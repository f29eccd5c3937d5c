//! Frame pacing statistics.

use std::time::{Duration, Instant};

/// Tracks CPU frame time and how long the frame loop stalled on slot fences.
///
/// A large fence stall means the CPU is running the full number of frames
/// ahead of the GPU and is being throttled by backpressure.
#[derive(Debug)]
pub struct FrameTimer {
    start: Instant,
    last_frame: Option<Instant>,
    last_delta: Duration,
    last_fence_wait: Duration,
    total_fence_wait: Duration,
    frames: u64,
}

/// Snapshot of [`FrameTimer`] counters.
#[derive(Debug, Clone, Copy, PartialEq)]
pub struct FrameStats {
    /// Frames started since the timer was created or reset.
    pub frames: u64,
    /// CPU time between the two most recent frame starts.
    pub last_delta: Duration,
    /// Time the most recent frame spent blocked on its slot fence.
    pub last_fence_wait: Duration,
    /// Accumulated fence stall time.
    pub total_fence_wait: Duration,
    /// Wall time since the timer was created or reset.
    pub elapsed: Duration,
}

impl FrameTimer {
    /// Create a new timer, starting from now.
    pub fn new() -> Self {
        Self {
            start: Instant::now(),
            last_frame: None,
            last_delta: Duration::ZERO,
            last_fence_wait: Duration::ZERO,
            total_fence_wait: Duration::ZERO,
            frames: 0,
        }
    }

    /// Mark the start of a frame and return the delta to the previous one.
    ///
    /// The first frame reports a zero delta.
    pub fn begin_frame(&mut self) -> Duration {
        let now = Instant::now();
        self.last_delta = self
            .last_frame
            .map_or(Duration::ZERO, |previous| now - previous);
        self.last_frame = Some(now);
        self.frames += 1;
        self.last_delta
    }

    /// Record time spent waiting on the current slot's fence.
    pub fn record_fence_wait(&mut self, waited: Duration) {
        self.last_fence_wait = waited;
        self.total_fence_wait += waited;
    }

    /// Current counters.
    pub fn stats(&self) -> FrameStats {
        FrameStats {
            frames: self.frames,
            last_delta: self.last_delta,
            last_fence_wait: self.last_fence_wait,
            total_fence_wait: self.total_fence_wait,
            elapsed: self.start.elapsed(),
        }
    }

    /// Reset all counters to the current time.
    pub fn reset(&mut self) {
        *self = Self::new();
    }
}

impl Default for FrameTimer {
    fn default() -> Self {
        Self::new()
    }
}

══════

▶ _About this task_
What is needed is the data above, output in full and exactly as it stands.

▶ _Response box_
repository f29eccd5c3937d5c
//! Frame pacing statistics.

use std::time::{Duration, Instant};

/// Tracks CPU frame time and how long the frame loop stalled on slot fences.
///
/// A large fence stall means the CPU is running the full number of frames
/// ahead of the GPU and is being throttled by backpressure.
#[derive(Debug)]
pub struct FrameTimer {
    start: Instant,
    last_frame: Option<Instant>,
    last_delta: Duration,
    last_fence_wait: Duration,
    total_fence_wait: Duration,
    frames: u64,
}

/// Snapshot of [`FrameTimer`] counters.
#[derive(Debug, Clone, Copy, PartialEq)]
pub struct FrameStats {
    /// Frames started since the timer was created or reset.
    pub frames: u64,
    /// CPU time between the two most recent frame starts.
    pub last_delta: Duration,
    /// Time the most recent frame spent blocked on its slot fence.
    pub last_fence_wait: Duration,
    /// Accumulated fence stall time.
    pub total_fence_wait: Duration,
    /// Wall time since the timer was created or reset.
    pub elapsed: Duration,
}

impl FrameTimer {
    /// Create a new timer, starting from now.
    pub fn new() -> Self {
        Self {
            start: Instant::now(),
            last_frame: None,
            last_delta: Duration::ZERO,
            last_fence_wait: Duration::ZERO,
            total_fence_wait: Duration::ZERO,
            frames: 0,
        }
    }

    /// Mark the start of a frame and return the delta to the previous one.
    ///
    /// The first frame reports a zero delta.
    pub fn begin_frame(&mut self) -> Duration {
        let now = Instant::now();
        self.last_delta = self
            .last_frame
            .map_or(Duration::ZERO, |previous| now - previous);
        self.last_frame = Some(now);
        self.frames += 1;
        self.last_delta
    }

    /// Record time spent waiting on the current slot's fence.
    pub fn record_fence_wait(&mut self, waited: Duration) {
        self.last_fence_wait = waited;
        self.total_fence_wait += waited;
    }

    /// Current counters.
    pub fn stats(&self) -> FrameStats {
        FrameStats {
            frames: self.frames,
            last_delta: self.last_delta,
            last_fence_wait: self.last_fence_wait,
            total_fence_wait: self.total_fence_wait,
            elapsed: self.start.elapsed(),
        }
    }

    /// Reset all counters to the current time.
    pub fn reset(&mut self) {
        *self = Self::new();
    }
}

impl Default for FrameTimer {
    fn default() -> Self {
        Self::new()
    }
}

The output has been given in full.